The Accuracy of The Oura Ring
In this article, we’ll walk you through the reliability of the Oura Ring. We’ll then introduce you to several research studies that have been conducted featuring Oura, to reveal how well the Oura Ring stacks up against medical-grade technology and standards.
Form & Function
1. Measuring From the Finger
Unlike other wearables, Oura measures changes in your blood pulse volume from the finger instead of the wrist. If you recall the last time you went to the doctor, you may remember having your pulse taken from your finger and not your wrist—ironic? Indeed, there’s a reason for this. The arteries on the palm side of your finger are closer to the surface and larger than the capillaries found in your wrist, which permits for more intimate and precise measurement. Measuring directly from the arteries in your finger also allows Oura to capture your pulse signal as it leaves the heart, rather than on a delay on the return. Keep in mind that wrist oriented wearables are heavier and more likely to move, thereby exposing them to surrounding temperature. The Oura Ring in comparison, has a minimal profile and can nimbly follow skin temperature changes as its NTC (negative temperature coefficient) temperature sensor remains in close contact with your skin 24/7.
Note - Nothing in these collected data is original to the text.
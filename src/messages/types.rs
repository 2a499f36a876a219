use chrono::Local;
use serde::{Deserialize, Serialize};
use uuid::Uuid;

#[derive(Debug, Clone, Copy, PartialEq, Eq, Serialize, Deserialize)]
#[serde(rename_all = "lowercase")]
pub enum Sender {
    User,
    Assistant,
    System,
}

impl Sender {
    /// Label shown above a rendered message
    pub fn label(&self) -> &'static str {
        match self {
            Sender::User => "You",
            Sender::Assistant => "Sahayak",
            Sender::System => "System",
        }
    }
}

/// Rendering classification of a message
#[derive(Debug, Clone, Copy, Default, PartialEq, Eq, Serialize, Deserialize)]
#[serde(rename_all = "lowercase")]
pub enum MessageTag {
    #[default]
    Normal,
    Error,
}

/// A single transcript entry. Never mutated after creation.
#[derive(Debug, Clone, PartialEq, Serialize, Deserialize)]
pub struct Message {
    pub id: Uuid,
    pub sender: Sender,
    pub text: String,
    pub tag: MessageTag,
    /// Wall-clock time as shown to the user, e.g. `9:05`
    pub timestamp: String,
}

impl Message {
    pub fn new(sender: Sender, text: impl Into<String>, tag: MessageTag) -> Self {
        Self::at(sender, text, tag, current_timestamp())
    }

    pub fn at(
        sender: Sender,
        text: impl Into<String>,
        tag: MessageTag,
        timestamp: impl Into<String>,
    ) -> Self {
        Self {
            id: Uuid::new_v4(),
            sender,
            text: text.into(),
            tag,
            timestamp: timestamp.into(),
        }
    }

    pub fn user(text: impl Into<String>) -> Self {
        Self::new(Sender::User, text, MessageTag::Normal)
    }

    pub fn assistant(text: impl Into<String>) -> Self {
        Self::new(Sender::Assistant, text, MessageTag::Normal)
    }

    /// System notices are always rendered as errors
    pub fn system(text: impl Into<String>) -> Self {
        Self::new(Sender::System, text, MessageTag::Error)
    }

    pub fn is_error(&self) -> bool {
        self.tag == MessageTag::Error
    }
}

/// Hours without padding, minutes padded to two digits
pub fn current_timestamp() -> String {
    Local::now().format("%-H:%M").to_string()
}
Additionally, your fingers are in the furthest part of your peripheral vascular system, where within-day temperature variations are strongest. The wide range of fluctuation drawn from your skin temperature turns out to be very informative. These variations reflect your body's fine-tuned temperature regulation system that strives to keep your core body temperature stable by redirecting heat out through your skin over the course of the day. Your body changes this "heat redirection" in particular ways depending if you're healthy or sill, male or female, asleep or awake, etc. *Below, we provide more details on Oura's temperature detection.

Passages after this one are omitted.